This year’s orange season has begun in Ilam. The retail price of oranges, which have been in the market since the second week of Kartik, is currently between Rs. 90 and Rs. 120 per kg. As in previous years, sales of orange gardens have started this year as well.
However, farmers are worried as the production of oranges is declining every year due to drying up of the plants. Farmers said that this year’s production of oranges is much less than last year’s.
Farmer Sambed Chapagain of Ilam Municipality-5 said, “Even in five- to six-year-old adult plants, the seeds turn yellow on the buds, there are insects inside the yield and the plants turn yellow and dry out. But, it remains untreated.”
“There are better fruits in our gardens this year than any other farmer’s orchards, but most of the branches which gave good fruit last year have dried up.”
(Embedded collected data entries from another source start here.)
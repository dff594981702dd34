//! Error type tests
//!
//! Tests for GatebundleError and its conversions.

#![allow(clippy::unwrap_used)]

use crate::error::GatebundleError;
use crate::error::{bundle, config, fs, install, management, mapping, reference};
use miette::Diagnostic;

macro_rules! test_error_contains {
    ($test_name:ident, $err:expr, $($contains:expr),+ $(,)?) => {
        #[test]
        fn $test_name() {
            let err = $err;
            let error_string = err.to_string();
            $(
                assert!(error_string.contains($contains),
                    "Error message should contain '{}', got: {}",
                    $contains,
                    error_string
                );
            )+
        }
    };
}

#[test]
fn test_error_display() {
    let err = GatebundleError::BundleNotFound {
        name: "oauth-manager".to_string(),
    };
    assert_eq!(err.to_string(), "Bundle 'oauth-manager' not found");
}

#[test]
fn test_error_code() {
    let err = bundle::not_found("test");
    assert_eq!(
        err.code().map(|c| c.to_string()),
        Some("gatebundle::bundle::not_found".to_string())
    );
}

#[test]
fn test_unresolved_reference_has_help() {
    let err = install::unresolved("policy 'Token'", "encapsulated assertion", "abc");
    assert!(err.help().is_some());
    assert_eq!(
        err.code().map(|c| c.to_string()),
        Some("gatebundle::install::unresolved_reference".to_string())
    );
}

#[test]
fn test_pre_save_rejection_names_the_entity() {
    let err = install::pre_save_rejected("policy 'Token'", "unknown install variable 'host'");
    assert_eq!(
        err.to_string(),
        "policy 'Token' was rejected before saving: unknown install variable 'host'"
    );
    assert_eq!(
        err.code().map(|c| c.to_string()),
        Some("gatebundle::install::pre_save_rejected".to_string())
    );
    assert!(!err.is_cancellation());
}

#[test]
fn test_io_error_conversion() {
    let io_err = std::io::Error::new(std::io::ErrorKind::NotFound, "file not found");
    let err: GatebundleError = io_err.into();
    assert!(matches!(err, GatebundleError::IoError { .. }));
}

#[test]
fn test_yaml_error_conversion() {
    let parse_result: std::result::Result<serde_yaml::Value, _> =
        serde_yaml::from_str("invalid: yaml: content: [unclosed");
    let err: GatebundleError = parse_result.unwrap_err().into();
    assert!(matches!(err, GatebundleError::ConfigParseFailed { .. }));
}

#[test]
fn test_json_error_conversion() {
    let parse_result: std::result::Result<serde_json::Value, _> =
        serde_json::from_str("invalid json content");
    let err: GatebundleError = parse_result.unwrap_err().into();
    assert!(matches!(err, GatebundleError::ConfigParseFailed { .. }));
}

#[test]
fn test_cancellation_is_distinguished() {
    assert!(install::cancelled("installing policies").is_cancellation());
    assert!(!install::folder_failed("/A", "boom").is_cancellation());
}

test_error_contains!(
    test_invalid_bundle_error,
    bundle::invalid("oauth", "duplicate policy name"),
    "oauth",
    "duplicate policy name"
);

test_error_contains!(
    test_circular_error,
    bundle::circular("policy", "a -> b -> a"),
    "a -> b -> a"
);

test_error_contains!(
    test_config_errors,
    config::parse_failed("gatebundle.yaml", "bad"),
    "gatebundle.yaml"
);

test_error_contains!(
    test_config_invalid_error,
    config::invalid("prefix may not contain '/'"),
    "prefix may not contain"
);

test_error_contains!(
    test_config_not_found_error,
    config::not_found("/nope.yaml"),
    "/nope.yaml"
);

test_error_contains!(
    test_config_read_failed_error,
    config::read_failed("/etc/gatebundle.yaml", "denied"),
    "/etc/gatebundle.yaml"
);

test_error_contains!(
    test_mapping_error,
    mapping::invalid("policy", "p1", "missing target"),
    "policy",
    "p1",
    "missing target"
);

test_error_contains!(
    test_management_fault_error,
    management::fault("create folder", "denied"),
    "create folder",
    "denied"
);

test_error_contains!(
    test_unexpected_response_error,
    management::unexpected_response("enumerate", "no entities"),
    "enumerate"
);

test_error_contains!(
    test_transport_error,
    management::transport("connection reset"),
    "connection reset"
);

test_error_contains!(
    test_folder_failed_error,
    install::folder_failed("/A/B", "denied"),
    "/A/B",
    "denied"
);

test_error_contains!(
    test_cancelled_error,
    install::cancelled("installing services"),
    "cancelled during installing services"
);

test_error_contains!(
    test_policy_parse_error,
    reference::parse_failed("policy 'Token'", "unexpected EOF"),
    "policy 'Token'",
    "unexpected EOF"
);

test_error_contains!(
    test_file_errors,
    fs::read_failed("/tmp/x.xml", "denied"),
    "/tmp/x.xml"
);

test_error_contains!(
    test_file_write_error,
    fs::write_failed("/tmp/gateway.json", "read-only"),
    "/tmp/gateway.json"
);

test_error_contains!(
    test_file_not_found_error,
    fs::not_found("/tmp/missing.xml"),
    "/tmp/missing.xml"
);
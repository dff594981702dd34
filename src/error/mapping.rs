//! Mapping-override errors

use super::GatebundleError;

/// Creates an invalid mapping error
pub fn invalid(
    category: impl Into<String>,
    source_id: impl Into<String>,
    message: impl Into<String>,
) -> GatebundleError {
    GatebundleError::InvalidMapping {
        category: category.into(),
        source_id: source_id.into(),
        message: message.into(),
    }
}
//! Install command implementation
//!
//! This command installs one or more bundles onto the target store:
//! - Bundles are installed in the order given, each as its own attempt
//! - A later bundle sees the earlier ones through target lookups
//! - `--dry-run` reports what would be created and never saves the target
//! - `--timeout` cancels the running install once the deadline passes
//! - `${install.NAME}` placeholders in policy and service bodies are filled
//!   from the configured variables before each body is saved
//!
//! The target store is saved after every bundle of a real run, including a
//! bundle that failed part way, so entities already created are not lost.

use std::collections::BTreeMap;
use std::path::PathBuf;
use std::time::Instant;

use crate::cli::InstallArgs;
use crate::config::{InstallerConfig, load_mapping};
use crate::domain::{BundleInfo, BundleMapping};
use crate::error::{self, Result};
use crate::installer::{BundleInstaller, InstallationContext, PendingBody};
use crate::management::TargetStore;
use crate::references::variables;
use crate::resolver::{BundleResolver, DirectoryBundleResolver};
use crate::ui::display::{display_install_failure, display_install_result};
use crate::ui::{InteractiveStageReporter, SilentStageReporter, StageReporter};

/// Run install command
pub fn run(config: Option<PathBuf>, args: InstallArgs) -> Result<()> {
    let config = InstallerConfig::discover(config.as_deref())?.overridden_by(args.overrides());
    config.validate()?;

    let resolver = DirectoryBundleResolver::open(&config.bundles_dir())?;
    let bundles = select_bundles(&resolver, &args.bundles)?;
    let mapping = match &config.mapping {
        Some(path) => load_mapping(path)?,
        None => BundleMapping::new(),
    };
    let store = TargetStore::open(&config.target(), config.root_folder_id())?;

    let mut reporter: Box<dyn StageReporter> = if console::user_attended_stderr() {
        Box::new(InteractiveStageReporter::new())
    } else {
        Box::new(SilentStageReporter)
    };

    let deadline = config.timeout().map(|timeout| Instant::now() + timeout);
    let total = bundles.len();
    for (index, info) in bundles.into_iter().enumerate() {
        reporter.start_bundle(&info.name, index + 1, total);

        let ctx = InstallationContext::new(info, &store, &resolver)
            .with_mapping(mapping.clone())
            .with_prefix(config.prefix.as_deref())
            .with_root_folder_id(config.root_folder_id())
            .with_install_folder(config.install_folder.as_deref())
            .with_pre_save(|pending| expand_variables(pending, &config.variables))
            .dry_run(args.dry_run);
        let ctx = match deadline {
            Some(deadline) => ctx.with_cancellation(move || Instant::now() >= deadline),
            None => ctx,
        };

        let outcome = BundleInstaller::with_reporter(reporter.as_mut()).install(&ctx);
        if !args.dry_run {
            store.save()?;
        }
        match outcome {
            Ok(result) => display_install_result(&result),
            Err(failure) => {
                display_install_failure(&failure);
                return Err(failure.error);
            }
        }
    }

    Ok(())
}

fn expand_variables(pending: PendingBody<'_>, values: &BTreeMap<String, String>) -> Result<String> {
    variables::expand(pending.body, values)
        .map_err(|e| error::install::pre_save_rejected(pending.to_string(), e.to_string()))
}

/// Bundles named on the command line, in command line order
fn select_bundles(resolver: &dyn BundleResolver, keys: &[String]) -> Result<Vec<BundleInfo>> {
    let mut selected: Vec<BundleInfo> = Vec::with_capacity(keys.len());
    for key in keys {
        let info = resolver.find(key)?;
        if selected.iter().any(|b| b.id == info.id) {
            tracing::warn!(bundle = %info.id, "bundle named more than once, installing it once");
            continue;
        }
        selected.push(info);
    }
    Ok(selected)
}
He said that now many orchards have been destroyed due to the disease and even the technicians do not know the exact cause of the disease.
Chapagain is expected to produce 20 quintals of oranges this year.
Chapagain, who sold oranges produced in his orchard for Rs. 400,000 last year, said that the orange orchard is yet to be sold this year.
Jit Bahadur Jabegu, another farmer of Barbote in Ilam Municipality-5, said that it is estimated that 15 quintals of orange will be produced this year. He said that he was not only a farmer but also bought some oranges from his neighbours and took them to the markets of Jhapa.
“Oranges produced in new gardens are good, while the old gardens are destroyed. The income of farmers from oranges is declining,” said Jabegu.
In Salakpur of Ilam, the ‘Golden Valley’ of ‘Orange’, an orange orchard has been destroyed. Farmer Yam Adhikari of Jirmale said that the name of the orange has been erased this year in Salakpur from where Rs. 10 million worth of oranges are supplied annually.
According to him, most of the orchards in Salakpur have been destroyed due to the disease.
Earlier, the Biratnagar-based Agriculture Research Centre had studied the new disease in oranges but no treatment could be done, said Adhikari.
Farmers now have no alternative to planting new plants by treating the soil.
Until a few years ago, oranges worth Rs. 10 million were supplied annually from Salakpur in Rong Rural Municipality of Ilam.
According to Adhikari, about 200 farmers have planted oranges here and one farmer’s orchard can be sold for up to Rs. 800,000.
Meanwhile, Agriculture Knowledge Centre, Ilam has stated that data related to this year’s orange production has not been collected.
Hemraj Pant, crop protection officer at the Centre, said that the production of orange was declining every year due to diseases such as fruit falling and plant drying.
“It is time to pay serious attention for the protection of oranges in the district,” he said.
The oranges are cultivated in 330 hectares of land in Ilam. The district had produced 2,941 tonnes of oranges last year. Although oranges have been cultivated in Sumbek, Barbote, Namsaling, Soyak Godak, Jirmale and other areas of the district, farmers have said that the orchards have started going dry after the disease appeared in those areas.